Aim of the exercise. Every line below between the one holding "pub const SERVICE_NODE_NETWORK: u64 = 1;" and the one holding "pub const MAX_ADDRESSES_PER_MESSAGE: usize", inclusive, should be copied exactly, and no other line.

Input data.
- - -
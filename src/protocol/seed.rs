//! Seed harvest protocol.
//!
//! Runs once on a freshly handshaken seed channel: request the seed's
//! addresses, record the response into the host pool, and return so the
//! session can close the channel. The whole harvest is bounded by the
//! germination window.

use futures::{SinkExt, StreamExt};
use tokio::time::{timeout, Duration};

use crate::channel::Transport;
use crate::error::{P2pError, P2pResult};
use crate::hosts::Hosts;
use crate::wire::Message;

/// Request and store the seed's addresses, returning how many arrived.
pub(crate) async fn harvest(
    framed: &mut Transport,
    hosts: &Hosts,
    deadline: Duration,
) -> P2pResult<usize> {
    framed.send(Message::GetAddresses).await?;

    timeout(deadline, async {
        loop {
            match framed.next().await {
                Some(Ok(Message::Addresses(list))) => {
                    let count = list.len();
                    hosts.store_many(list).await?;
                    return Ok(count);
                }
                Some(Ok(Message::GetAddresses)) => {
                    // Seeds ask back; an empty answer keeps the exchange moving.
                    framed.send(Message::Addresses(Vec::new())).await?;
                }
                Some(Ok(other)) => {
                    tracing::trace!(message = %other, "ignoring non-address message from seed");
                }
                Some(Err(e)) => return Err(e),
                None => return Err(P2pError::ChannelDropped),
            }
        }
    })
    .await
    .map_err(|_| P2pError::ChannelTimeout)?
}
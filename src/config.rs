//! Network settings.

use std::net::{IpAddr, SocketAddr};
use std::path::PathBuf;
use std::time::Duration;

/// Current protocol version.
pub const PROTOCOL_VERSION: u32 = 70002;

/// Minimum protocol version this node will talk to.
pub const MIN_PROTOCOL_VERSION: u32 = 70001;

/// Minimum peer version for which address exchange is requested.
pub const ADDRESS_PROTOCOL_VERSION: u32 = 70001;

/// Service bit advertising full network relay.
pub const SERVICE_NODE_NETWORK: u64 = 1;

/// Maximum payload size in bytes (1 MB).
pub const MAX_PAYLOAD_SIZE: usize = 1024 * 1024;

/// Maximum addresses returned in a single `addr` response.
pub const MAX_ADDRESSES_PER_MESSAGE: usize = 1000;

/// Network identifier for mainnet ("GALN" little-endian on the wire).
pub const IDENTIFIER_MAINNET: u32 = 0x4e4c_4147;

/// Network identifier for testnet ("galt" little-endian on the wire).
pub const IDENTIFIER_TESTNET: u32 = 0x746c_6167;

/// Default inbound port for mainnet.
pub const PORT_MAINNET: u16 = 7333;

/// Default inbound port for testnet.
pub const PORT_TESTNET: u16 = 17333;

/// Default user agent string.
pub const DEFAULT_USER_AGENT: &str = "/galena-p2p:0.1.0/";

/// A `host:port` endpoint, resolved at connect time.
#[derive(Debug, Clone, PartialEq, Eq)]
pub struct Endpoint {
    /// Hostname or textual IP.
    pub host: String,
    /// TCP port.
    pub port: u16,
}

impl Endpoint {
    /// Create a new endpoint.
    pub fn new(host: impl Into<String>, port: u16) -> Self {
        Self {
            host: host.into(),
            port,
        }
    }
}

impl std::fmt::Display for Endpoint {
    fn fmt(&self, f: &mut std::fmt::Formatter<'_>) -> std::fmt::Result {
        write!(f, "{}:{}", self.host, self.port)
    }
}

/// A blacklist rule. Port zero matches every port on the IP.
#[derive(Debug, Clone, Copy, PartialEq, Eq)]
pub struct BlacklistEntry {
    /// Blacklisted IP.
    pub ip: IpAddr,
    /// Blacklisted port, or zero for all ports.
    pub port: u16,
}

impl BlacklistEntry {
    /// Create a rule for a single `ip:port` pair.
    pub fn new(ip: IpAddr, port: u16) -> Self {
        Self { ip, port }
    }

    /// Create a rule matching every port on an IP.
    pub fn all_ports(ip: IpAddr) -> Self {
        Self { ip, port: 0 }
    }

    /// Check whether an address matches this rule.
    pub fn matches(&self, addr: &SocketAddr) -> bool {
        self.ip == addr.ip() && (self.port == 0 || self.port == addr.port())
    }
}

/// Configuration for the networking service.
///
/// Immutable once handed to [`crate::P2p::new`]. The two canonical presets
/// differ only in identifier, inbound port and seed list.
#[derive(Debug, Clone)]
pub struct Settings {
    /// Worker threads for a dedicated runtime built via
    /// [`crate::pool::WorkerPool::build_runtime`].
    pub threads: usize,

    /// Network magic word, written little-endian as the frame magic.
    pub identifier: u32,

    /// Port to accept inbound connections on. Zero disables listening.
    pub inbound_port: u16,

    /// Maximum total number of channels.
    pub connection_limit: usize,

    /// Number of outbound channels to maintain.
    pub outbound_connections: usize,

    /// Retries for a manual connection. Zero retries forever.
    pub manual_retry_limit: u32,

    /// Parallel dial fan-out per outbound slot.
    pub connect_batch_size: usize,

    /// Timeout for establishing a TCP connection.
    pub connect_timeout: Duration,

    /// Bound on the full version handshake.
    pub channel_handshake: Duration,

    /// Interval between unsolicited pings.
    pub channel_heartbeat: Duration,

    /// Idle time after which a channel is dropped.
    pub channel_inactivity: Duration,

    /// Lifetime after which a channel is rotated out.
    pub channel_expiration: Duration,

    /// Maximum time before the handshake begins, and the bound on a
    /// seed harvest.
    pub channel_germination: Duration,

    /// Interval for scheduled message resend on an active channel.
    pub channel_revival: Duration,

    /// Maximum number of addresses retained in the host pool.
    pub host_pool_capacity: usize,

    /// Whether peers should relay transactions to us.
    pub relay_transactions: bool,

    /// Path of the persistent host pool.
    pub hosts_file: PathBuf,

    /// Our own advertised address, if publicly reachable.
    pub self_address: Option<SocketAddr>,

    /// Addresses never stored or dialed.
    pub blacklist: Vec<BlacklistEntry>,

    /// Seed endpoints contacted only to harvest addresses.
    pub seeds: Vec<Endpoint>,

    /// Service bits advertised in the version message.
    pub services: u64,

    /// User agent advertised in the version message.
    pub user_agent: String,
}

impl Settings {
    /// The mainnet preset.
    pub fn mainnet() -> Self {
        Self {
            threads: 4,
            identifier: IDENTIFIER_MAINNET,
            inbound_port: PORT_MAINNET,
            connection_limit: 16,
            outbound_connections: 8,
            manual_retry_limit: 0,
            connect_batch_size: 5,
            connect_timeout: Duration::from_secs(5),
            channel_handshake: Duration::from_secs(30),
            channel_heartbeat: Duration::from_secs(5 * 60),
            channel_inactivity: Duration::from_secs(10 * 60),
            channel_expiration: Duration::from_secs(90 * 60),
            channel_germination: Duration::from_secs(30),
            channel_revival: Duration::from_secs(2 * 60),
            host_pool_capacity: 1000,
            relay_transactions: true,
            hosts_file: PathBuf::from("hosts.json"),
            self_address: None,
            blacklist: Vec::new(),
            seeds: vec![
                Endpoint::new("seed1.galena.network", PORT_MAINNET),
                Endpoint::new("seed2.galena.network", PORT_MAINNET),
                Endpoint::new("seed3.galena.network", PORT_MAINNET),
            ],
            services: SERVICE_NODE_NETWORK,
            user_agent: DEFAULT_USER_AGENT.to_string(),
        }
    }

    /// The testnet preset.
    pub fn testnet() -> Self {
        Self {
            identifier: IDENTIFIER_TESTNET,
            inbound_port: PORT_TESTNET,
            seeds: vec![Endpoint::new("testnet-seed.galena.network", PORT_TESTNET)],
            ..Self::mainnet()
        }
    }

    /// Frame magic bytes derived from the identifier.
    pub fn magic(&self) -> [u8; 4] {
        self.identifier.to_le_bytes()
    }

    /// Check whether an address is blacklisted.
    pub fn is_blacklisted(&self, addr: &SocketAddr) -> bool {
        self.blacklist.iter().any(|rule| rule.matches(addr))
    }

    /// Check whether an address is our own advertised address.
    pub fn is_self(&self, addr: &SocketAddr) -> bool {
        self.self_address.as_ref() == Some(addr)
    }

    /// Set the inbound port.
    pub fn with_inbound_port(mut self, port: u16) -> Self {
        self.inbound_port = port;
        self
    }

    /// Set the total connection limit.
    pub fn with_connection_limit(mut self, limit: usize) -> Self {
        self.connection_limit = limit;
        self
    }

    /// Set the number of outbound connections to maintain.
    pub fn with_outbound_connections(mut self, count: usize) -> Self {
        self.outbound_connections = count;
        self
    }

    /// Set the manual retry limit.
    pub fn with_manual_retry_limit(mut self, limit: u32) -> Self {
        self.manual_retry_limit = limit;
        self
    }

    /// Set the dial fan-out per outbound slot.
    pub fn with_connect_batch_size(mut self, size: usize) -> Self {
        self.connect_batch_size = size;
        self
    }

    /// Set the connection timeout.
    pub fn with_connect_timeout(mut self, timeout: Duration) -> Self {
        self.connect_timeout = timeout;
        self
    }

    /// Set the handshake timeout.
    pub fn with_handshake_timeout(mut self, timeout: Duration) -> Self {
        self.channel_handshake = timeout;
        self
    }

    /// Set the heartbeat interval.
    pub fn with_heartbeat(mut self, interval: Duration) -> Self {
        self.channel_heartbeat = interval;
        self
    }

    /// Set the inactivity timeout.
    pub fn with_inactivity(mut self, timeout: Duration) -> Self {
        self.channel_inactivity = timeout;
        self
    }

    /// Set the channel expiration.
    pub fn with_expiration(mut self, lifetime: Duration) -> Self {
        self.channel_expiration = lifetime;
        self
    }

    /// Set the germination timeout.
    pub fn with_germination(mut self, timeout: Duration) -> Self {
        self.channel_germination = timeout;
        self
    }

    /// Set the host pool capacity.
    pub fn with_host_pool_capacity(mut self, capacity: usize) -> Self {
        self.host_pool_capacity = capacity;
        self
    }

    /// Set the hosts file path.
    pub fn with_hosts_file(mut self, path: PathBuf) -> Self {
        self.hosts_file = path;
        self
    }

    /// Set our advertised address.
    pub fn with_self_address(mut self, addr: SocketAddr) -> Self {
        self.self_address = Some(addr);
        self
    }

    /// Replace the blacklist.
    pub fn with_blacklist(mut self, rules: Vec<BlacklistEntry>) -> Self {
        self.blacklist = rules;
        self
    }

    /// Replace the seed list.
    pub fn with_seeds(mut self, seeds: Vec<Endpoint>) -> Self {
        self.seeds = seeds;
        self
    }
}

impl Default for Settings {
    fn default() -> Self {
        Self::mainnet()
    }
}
- - -
The completed task.
pub const SERVICE_NODE_NETWORK: u64 = 1;

/// Maximum payload size in bytes (1 MB).
pub const MAX_PAYLOAD_SIZE: usize = 1024 * 1024;

/// Maximum addresses returned in a single `addr` response.
pub const MAX_ADDRESSES_PER_MESSAGE: usize = 1000;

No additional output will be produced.